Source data
··········

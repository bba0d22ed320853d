use std::{any::Any, fmt};

mod dates;

pub(crate) use dates::{DateExt, parse_date_literal};

/// Rounds `value` to `decimals` places, resolving exact halves to the even neighbour.
/// Non-finite values are returned unchanged.
pub(crate) fn round_dp(value: f64, decimals: u32) -> f64 {
    if !value.is_finite() {
        return value;
    }

    let factor = 10_f64.powi(decimals as i32);
    let scaled = value * factor;
    if !scaled.is_finite() {
        return value;
    }

    scaled.round_ties_even() / factor
}

#[derive(Debug, Clone, PartialEq, Eq)]
pub struct PanicPayload(String);

impl From<Box<dyn Any + Send>> for PanicPayload {
    fn from(value: Box<dyn Any + Send>) -> Self {
        let panic_msg = if let Some(s) = value.downcast_ref::<String>() {
            s.clone()
        } else if let Some(s) = value.downcast_ref::<&str>() {
            s.to_string()
        } else {
            "unknown panic payload".to_string()
        };

        Self(panic_msg)
    }
}

impl fmt::Display for PanicPayload {
    fn fmt(&self, f: &mut fmt::Formatter<'_>) -> fmt::Result {
        write!(f, "{}", self.0)
    }
}
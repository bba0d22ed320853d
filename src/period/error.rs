use std::result;

use chrono::NaiveDate;
use thiserror::Error;

use crate::shared::ErrorKind;

#[derive(Error, Debug, Clone, PartialEq, Eq)]
pub enum PeriodError {
    #[error("Period start is required")]
    MissingStartExpression,

    #[error("Period start `{0}` is not a date, offset or `Inception`")]
    InvalidStartExpression(String),

    #[error("Period end `{0}` is not a date, offset or `Latest`")]
    InvalidEndExpression(String),

    #[error("Price series is empty")]
    EmptySeries,

    #[error("No data found on or after end date {requested}, latest observation is {latest}")]
    NoDataAfterEnd {
        requested: NaiveDate,
        latest: NaiveDate,
    },

    #[error("No data found on or before end date {requested}, earliest observation is {earliest}")]
    NoDataBeforeEnd {
        requested: NaiveDate,
        earliest: NaiveDate,
    },

    #[error("No data found prior to start date {requested}, earliest observation is {earliest}")]
    NoDataBeforeStart {
        requested: NaiveDate,
        earliest: NaiveDate,
    },

    #[error("Period start {start} must be before period end {end}")]
    StartNotBeforeEnd { start: NaiveDate, end: NaiveDate },
}

impl PeriodError {
    pub fn kind(&self) -> ErrorKind {
        match self {
            Self::MissingStartExpression => ErrorKind::MissingStartExpression,
            Self::InvalidStartExpression(_) => ErrorKind::InvalidStartExpression,
            Self::InvalidEndExpression(_) => ErrorKind::InvalidEndExpression,
            Self::EmptySeries => ErrorKind::InsufficientData,
            Self::NoDataAfterEnd { .. } => ErrorKind::NoDataAfterEnd,
            Self::NoDataBeforeEnd { .. } => ErrorKind::NoDataBeforeEnd,
            Self::NoDataBeforeStart { .. } => ErrorKind::NoDataBeforeStart,
            Self::StartNotBeforeEnd { .. } => ErrorKind::StartNotBeforeEnd,
        }
    }
}

pub type Result<T> = result::Result<T, PeriodError>;
use std::sync::Arc;

use async_trait::async_trait;
use sqlx::{Pool, Postgres};

use super::super::{
    error::{DbError, Result},
    models::PricePointRow,
    repositories::PriceSeriesRepository,
};

pub(crate) struct PgTimeSeriesRepo {
    pool: Arc<Pool<Postgres>>,
}

impl PgTimeSeriesRepo {
    pub fn new(pool: Arc<Pool<Postgres>>) -> Self {
        Self { pool }
    }

    fn pool(&self) -> &Pool<Postgres> {
        self.pool.as_ref()
    }
}

#[async_trait]
impl PriceSeriesRepository for PgTimeSeriesRepo {
    async fn get_price_series(
        &self,
        asset_code: &str,
        price_type: &str,
    ) -> Result<Vec<PricePointRow>> {
        sqlx::query_as::<_, PricePointRow>(
            r#"
                SELECT date, price
                FROM time_series
                WHERE asset_code = $1 AND price_type = $2
                ORDER BY date ASC
            "#,
        )
        .bind(asset_code)
        .bind(price_type)
        .fetch_all(self.pool())
        .await
        .map_err(DbError::Query)
    }

    async fn has_series(&self, asset_code: &str, price_type: &str) -> Result<bool> {
        let (exists,) = sqlx::query_as::<_, (bool,)>(
            r#"
                SELECT EXISTS (
                    SELECT 1 FROM time_series WHERE asset_code = $1 AND price_type = $2
                )
            "#,
        )
        .bind(asset_code)
        .bind(price_type)
        .fetch_one(self.pool())
        .await
        .map_err(DbError::Query)?;

        Ok(exists)
    }
}
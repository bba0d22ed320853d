use crate::{
    config::AnalyticsConfig,
    period::ResolvedRange,
    series::{PricePoint, PriceSeries},
    shared::LambdaFactor,
    util::round_dp,
};

use super::error::{AnalyticsError, Result};

/// How log returns are weighted when estimating volatility.
#[derive(Debug, Clone, Copy, PartialEq, Default)]
pub enum Weighting {
    /// Population standard deviation of the returns.
    #[default]
    Equal,
    /// Exponentially-weighted root mean square, newest return weighted most. The mean is not
    /// subtracted.
    Exponential(LambdaFactor),
}

impl From<Option<LambdaFactor>> for Weighting {
    fn from(value: Option<LambdaFactor>) -> Self {
        value.map_or(Self::Equal, Self::Exponential)
    }
}

fn log_returns(window: &[PricePoint]) -> Vec<f64> {
    window
        .windows(2)
        .map(|pair| (pair[1].price / pair[0].price).ln())
        .collect()
}

fn window_returns(series: &PriceSeries, range: ResolvedRange) -> Result<Vec<f64>> {
    let window = series.window(range.start(), range.end());
    if window.len() < 2 {
        return Err(AnalyticsError::InsufficientData {
            observations: window.len(),
        });
    }

    Ok(log_returns(window))
}

/// Annualized standard deviation of `returns`, which must be in chronological order.
fn annualized(returns: &[f64], weighting: Weighting, trading_days: f64) -> f64 {
    let n = returns.len() as f64;

    let variance = match weighting {
        Weighting::Equal => {
            let mean = returns.iter().sum::<f64>() / n;
            returns.iter().map(|r| (r - mean).powi(2)).sum::<f64>() / n
        }
        Weighting::Exponential(lambda) => {
            let (weighted, total) = returns.iter().rev().enumerate().fold(
                (0., 0.),
                |(weighted, total), (age, r)| {
                    let weight = lambda.weight(age);
                    (weighted + weight * r.powi(2), total + weight)
                },
            );
            weighted / total
        }
    };

    (trading_days * variance).sqrt()
}

/// Annualized volatility of daily log returns within `range`.
pub fn volatility(
    series: &PriceSeries,
    range: ResolvedRange,
    weighting: Weighting,
    config: &AnalyticsConfig,
) -> Result<f64> {
    let returns = window_returns(series, range)?;

    let vol = annualized(
        &returns,
        weighting,
        config.trading_days_per_year().get() as f64,
    );

    Ok(round_dp(vol, config.result_decimals()))
}

/// Annualized volatility of the strictly negative log returns within `range`.
///
/// Returns are filtered before the mean or the exponential weights are computed, so weights
/// are assigned by position among the negative returns only.
pub fn downside_volatility(
    series: &PriceSeries,
    range: ResolvedRange,
    weighting: Weighting,
    config: &AnalyticsConfig,
) -> Result<f64> {
    let downside: Vec<f64> = window_returns(series, range)?
        .into_iter()
        .filter(|r| *r < 0.)
        .collect();

    if downside.is_empty() {
        return Err(AnalyticsError::NoDownsidePeriods {
            start: range.start(),
            end: range.end(),
        });
    }

    let vol = annualized(
        &downside,
        weighting,
        config.trading_days_per_year().get() as f64,
    );

    Ok(round_dp(vol, config.result_decimals()))
}
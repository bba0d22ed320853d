pub(super) mod time_series;
#![doc = include_str!("../README.md")]

/// Exports [`PerformanceAnalytics`], [`PeriodBatch`], and the column-oriented result tables
/// returned by the batch operations.
///
/// [`PerformanceAnalytics`]: crate::batch::PerformanceAnalytics
/// [`PeriodBatch`]: crate::batch::PeriodBatch
pub mod batch;
/// Exports the return, volatility, Sharpe/Sortino and drawdown engines.
pub mod analytics;
/// Exports [`AnalyticsConfig`].
///
/// [`AnalyticsConfig`]: crate::config::AnalyticsConfig
pub mod config;
mod db;
/// Exports the normalization and compounding frequency resolver.
pub mod frequency;
/// Exports the period expression parser and [`resolve`](crate::period::resolve).
pub mod period;
/// Exports [`PriceSeries`] and [`PricePoint`].
///
/// [`PriceSeries`]: crate::series::PriceSeries
/// [`PricePoint`]: crate::series::PricePoint
pub mod series;
mod shared;
mod util;

pub use db::{Database, PriceSeriesRepository};

/// Error types returned by `perfolio`.
pub mod error {
    pub use super::analytics::error::AnalyticsError;
    pub use super::batch::error::BatchError;
    pub use super::db::error::DbError;
    pub use super::frequency::error::FrequencyError;
    pub use super::period::error::PeriodError;
    pub use super::shared::{
        ErrorKind,
        error::{DrawdownRankValidationError, LambdaFactorValidationError},
    };
    pub use super::util::PanicPayload;

    /// Convenience general-purpose Result type alias.
    pub type Result<T> = std::result::Result<T, Box<dyn std::error::Error>>;
}

/// Exports database models and shared validated types.
pub mod models {
    pub use super::batch::ItemError;
    pub use super::db::models::PricePointRow;
    pub use super::shared::{DrawdownRank, LambdaFactor};
}
use std::result;

use chrono::NaiveDate;
use thiserror::Error;

use crate::{
    frequency::error::FrequencyError,
    period::error::PeriodError,
    shared::{
        ErrorKind,
        error::{DrawdownRankValidationError, LambdaFactorValidationError},
    },
    util::PanicPayload,
};

#[derive(Error, Debug, Clone, PartialEq)]
pub enum AnalyticsError {
    #[error(transparent)]
    Period(#[from] PeriodError),

    #[error(transparent)]
    Frequency(#[from] FrequencyError),

    #[error(transparent)]
    InvalidLambdaFactor(#[from] LambdaFactorValidationError),

    #[error(transparent)]
    InvalidRank(#[from] DrawdownRankValidationError),

    #[error("Period from {start} to {end} spans zero days")]
    ZeroPeriodLength { start: NaiveDate, end: NaiveDate },

    #[error("No price observed on {0}")]
    MissingObservation(NaiveDate),

    #[error("At least two observations are required, got {observations}")]
    InsufficientData { observations: usize },

    #[error("No period with a negative return between {start} and {end}")]
    NoDownsidePeriods { start: NaiveDate, end: NaiveDate },

    #[error("Volatility is zero, ratio is undefined")]
    ZeroVolatility,

    #[error("Drawdown rank {rank} not found, {available} drawdowns available")]
    RankNotFound { rank: usize, available: usize },

    #[error("Computation panicked: {0}")]
    Panicked(PanicPayload),
}

impl AnalyticsError {
    pub fn kind(&self) -> ErrorKind {
        match self {
            Self::Period(e) => e.kind(),
            Self::Frequency(e) => e.kind(),
            Self::InvalidLambdaFactor(_) => ErrorKind::InvalidLambdaFactor,
            Self::InvalidRank(_) => ErrorKind::RankNotFound,
            Self::ZeroPeriodLength { .. } => ErrorKind::ZeroPeriodLength,
            Self::MissingObservation(_) => ErrorKind::InsufficientData,
            Self::InsufficientData { .. } => ErrorKind::InsufficientData,
            Self::NoDownsidePeriods { .. } => ErrorKind::NoDownsidePeriods,
            Self::ZeroVolatility => ErrorKind::ZeroVolatility,
            Self::RankNotFound { .. } => ErrorKind::RankNotFound,
            Self::Panicked(_) => ErrorKind::Panicked,
        }
    }
}

pub type Result<T> = result::Result<T, AnalyticsError>;
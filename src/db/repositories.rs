use async_trait::async_trait;

use super::{error::Result, models::PricePointRow};

/// Source of stored price time series, keyed by asset code and price type.
#[async_trait]
pub trait PriceSeriesRepository: Send + Sync {
    /// Returns every stored observation for the pair, in ascending date order. An unknown pair
    /// yields an empty vector.
    async fn get_price_series(
        &self,
        asset_code: &str,
        price_type: &str,
    ) -> Result<Vec<PricePointRow>>;

    async fn has_series(&self, asset_code: &str, price_type: &str) -> Result<bool>;
}
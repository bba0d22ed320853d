use std::{fmt, num::NonZeroUsize, result::Result};

use serde::Serialize;
use strum::{EnumIter, IntoStaticStr};

pub mod error;

use error::{DrawdownRankValidationError, LambdaFactorValidationError};

/// Flat classification of every failure surfaced by `perfolio`.
///
/// Module error enums carry context (offending expression, dates, ranks); [`ErrorKind`] is what
/// callers match on when they only care about the category.
#[derive(Debug, Clone, Copy, PartialEq, Eq, Hash, EnumIter, IntoStaticStr, Serialize)]
pub enum ErrorKind {
    InvalidStartExpression,
    InvalidEndExpression,
    MissingStartExpression,
    NoDataAfterEnd,
    NoDataBeforeEnd,
    NoDataBeforeStart,
    StartNotBeforeEnd,
    InvalidFrequency,
    ZeroPeriodLength,
    InsufficientData,
    InvalidLambdaFactor,
    NoDownsidePeriods,
    ZeroVolatility,
    RankNotFound,
    UnknownAssetOrPriceType,
    MismatchedArrayLengths,
    UnsupportedFeature,
    Database,
    Panicked,
}

impl ErrorKind {
    /// Returns `true` for kinds that abort a whole batch call rather than a single item.
    pub fn is_batch_fatal(&self) -> bool {
        matches!(
            self,
            Self::UnknownAssetOrPriceType
                | Self::MismatchedArrayLengths
                | Self::UnsupportedFeature
                | Self::Database
        )
    }
}

impl fmt::Display for ErrorKind {
    fn fmt(&self, f: &mut fmt::Formatter<'_>) -> fmt::Result {
        let name: &'static str = self.into();
        write!(f, "{name}")
    }
}

/// Validated decay factor for exponentially-weighted volatility.
///
/// Weights are assigned in reverse chronological order as `(1 - λ) · λ^i`, with `i = 0` at the
/// most recent return. Must be strictly between 0 and 1.
#[derive(Debug, Clone, Copy, PartialEq, PartialOrd)]
pub struct LambdaFactor(f64);

impl LambdaFactor {
    /// Returns the factor as an `f64`.
    pub fn as_f64(&self) -> f64 {
        self.0
    }

    /// Returns the weight for the return `age` steps before the most recent one.
    pub fn weight(&self, age: usize) -> f64 {
        (1. - self.0) * self.0.powi(age as i32)
    }
}

impl TryFrom<f64> for LambdaFactor {
    type Error = LambdaFactorValidationError;

    fn try_from(value: f64) -> Result<Self, Self::Error> {
        if !value.is_finite() {
            return Err(LambdaFactorValidationError::NotFinite { value });
        }

        if value <= 0. || value >= 1. {
            return Err(LambdaFactorValidationError::OutOfRange { value });
        }

        Ok(Self(value))
    }
}

impl TryFrom<f32> for LambdaFactor {
    type Error = LambdaFactorValidationError;

    fn try_from(value: f32) -> Result<Self, Self::Error> {
        Self::try_from(value as f64)
    }
}

impl fmt::Display for LambdaFactor {
    fn fmt(&self, f: &mut fmt::Formatter<'_>) -> fmt::Result {
        fmt::Display::fmt(&self.0, f)
    }
}

/// 1-based drawdown rank, where rank 1 is the largest-magnitude drawdown.
#[derive(Debug, Clone, Copy, PartialEq, PartialOrd, Eq, Ord, Hash)]
pub struct DrawdownRank(NonZeroUsize);

impl DrawdownRank {
    /// The largest drawdown.
    pub const MIN: Self = Self(NonZeroUsize::MIN);

    /// Returns the rank as a `usize`.
    pub fn as_usize(&self) -> usize {
        self.0.get()
    }

    /// Returns the 0-based position of this rank in a sorted drawdown list.
    pub fn as_index(&self) -> usize {
        self.0.get() - 1
    }
}

impl Default for DrawdownRank {
    fn default() -> Self {
        Self::MIN
    }
}

impl TryFrom<u32> for DrawdownRank {
    type Error = DrawdownRankValidationError;

    fn try_from(value: u32) -> Result<Self, Self::Error> {
        Self::try_from(value as usize)
    }
}

impl TryFrom<u64> for DrawdownRank {
    type Error = DrawdownRankValidationError;

    fn try_from(value: u64) -> Result<Self, Self::Error> {
        Self::try_from(value as usize)
    }
}

impl TryFrom<usize> for DrawdownRank {
    type Error = DrawdownRankValidationError;

    fn try_from(value: usize) -> Result<Self, Self::Error> {
        NonZeroUsize::new(value)
            .map(Self)
            .ok_or(DrawdownRankValidationError::TooLow {
                value: value as i64,
            })
    }
}

impl TryFrom<i32> for DrawdownRank {
    type Error = DrawdownRankValidationError;

    fn try_from(value: i32) -> Result<Self, Self::Error> {
        Self::try_from(value as i64)
    }
}

impl TryFrom<i64> for DrawdownRank {
    type Error = DrawdownRankValidationError;

    fn try_from(value: i64) -> Result<Self, Self::Error> {
        if value < 1 {
            return Err(DrawdownRankValidationError::TooLow { value });
        }

        Self::try_from(value as usize)
    }
}

impl fmt::Display for DrawdownRank {
    fn fmt(&self, f: &mut fmt::Formatter<'_>) -> fmt::Result {
        fmt::Display::fmt(&self.0, f)
    }
}
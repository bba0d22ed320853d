use std::num::NonZeroU32;

/// Configuration shared by the analytics engines and the batch runner.
#[derive(Clone, Debug)]
pub struct AnalyticsConfig {
    trading_days_per_year: NonZeroU32,
    days_per_year: f64,
    result_decimals: u32,
    default_normalization: String,
    default_compounding: String,
    max_db_connections: NonZeroU32,
}

impl Default for AnalyticsConfig {
    fn default() -> Self {
        Self {
            trading_days_per_year: 252.try_into().expect("not zero"),
            days_per_year: 365.25,
            result_decimals: 6,
            default_normalization: "1Y".to_string(),
            default_compounding: "1Y".to_string(),
            max_db_connections: 5.try_into().expect("not zero"),
        }
    }
}

impl AnalyticsConfig {
    /// Returns the number of trading days used to annualize volatility.
    pub fn trading_days_per_year(&self) -> NonZeroU32 {
        self.trading_days_per_year
    }

    /// Returns the number of calendar days in a year, used to convert frequency expressions
    /// into day counts.
    pub fn days_per_year(&self) -> f64 {
        self.days_per_year
    }

    /// Returns the number of decimal places every reported figure is rounded to.
    pub fn result_decimals(&self) -> u32 {
        self.result_decimals
    }

    /// Returns the normalization frequency used when a request leaves it unset.
    pub fn default_normalization(&self) -> &str {
        &self.default_normalization
    }

    /// Returns the compounding frequency used when a request leaves it unset.
    pub fn default_compounding(&self) -> &str {
        &self.default_compounding
    }

    /// Returns the maximum size of the PostgreSQL connection pool.
    pub fn max_db_connections(&self) -> NonZeroU32 {
        self.max_db_connections
    }

    /// Sets the number of trading days used to annualize volatility.
    ///
    /// Default: `252`
    pub fn with_trading_days_per_year(mut self, days: NonZeroU32) -> Self {
        self.trading_days_per_year = days;
        self
    }

    /// Sets the number of calendar days in a year. Non-finite or non-positive values are
    /// ignored.
    ///
    /// Default: `365.25`
    pub fn with_days_per_year(mut self, days: f64) -> Self {
        if days.is_finite() && days > 0. {
            self.days_per_year = days;
        }
        self
    }

    /// Sets the number of decimal places reported figures are rounded to.
    ///
    /// Default: `6`
    pub fn with_result_decimals(mut self, decimals: u32) -> Self {
        self.result_decimals = decimals;
        self
    }

    /// Sets the normalization frequency used when a request leaves it unset.
    ///
    /// Default: `"1Y"`
    pub fn with_default_normalization(mut self, freq: impl Into<String>) -> Self {
        self.default_normalization = freq.into();
        self
    }

    /// Sets the compounding frequency used when a request leaves it unset.
    ///
    /// Default: `"1Y"`
    pub fn with_default_compounding(mut self, freq: impl Into<String>) -> Self {
        self.default_compounding = freq.into();
        self
    }

    /// Sets the maximum size of the PostgreSQL connection pool.
    ///
    /// Default: `5`
    pub fn with_max_db_connections(mut self, connections: NonZeroU32) -> Self {
        self.max_db_connections = connections;
        self
    }
}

··········

TRY IT:
Word for word, please print every line from the beginning of the records to the line bearing "impl fmt::Display for PanicPayload", counting both ends and stopping there.

OUTPUT OF THE TASK:
repository bba0d22ed320853d
use std::{any::Any, fmt};

mod dates;

pub(crate) use dates::{DateExt, parse_date_literal};

/// Rounds `value` to `decimals` places, resolving exact halves to the even neighbour.
/// Non-finite values are returned unchanged.
pub(crate) fn round_dp(value: f64, decimals: u32) -> f64 {
    if !value.is_finite() {
        return value;
    }

    let factor = 10_f64.powi(decimals as i32);
    let scaled = value * factor;
    if !scaled.is_finite() {
        return value;
    }

    scaled.round_ties_even() / factor
}

#[derive(Debug, Clone, PartialEq, Eq)]
pub struct PanicPayload(String);

impl From<Box<dyn Any + Send>> for PanicPayload {
    fn from(value: Box<dyn Any + Send>) -> Self {
        let panic_msg = if let Some(s) = value.downcast_ref::<String>() {
            s.clone()
        } else if let Some(s) = value.downcast_ref::<&str>() {
            s.to_string()
        } else {
            "unknown panic payload".to_string()
        };

        Self(panic_msg)
    }
}

impl fmt::Display for PanicPayload {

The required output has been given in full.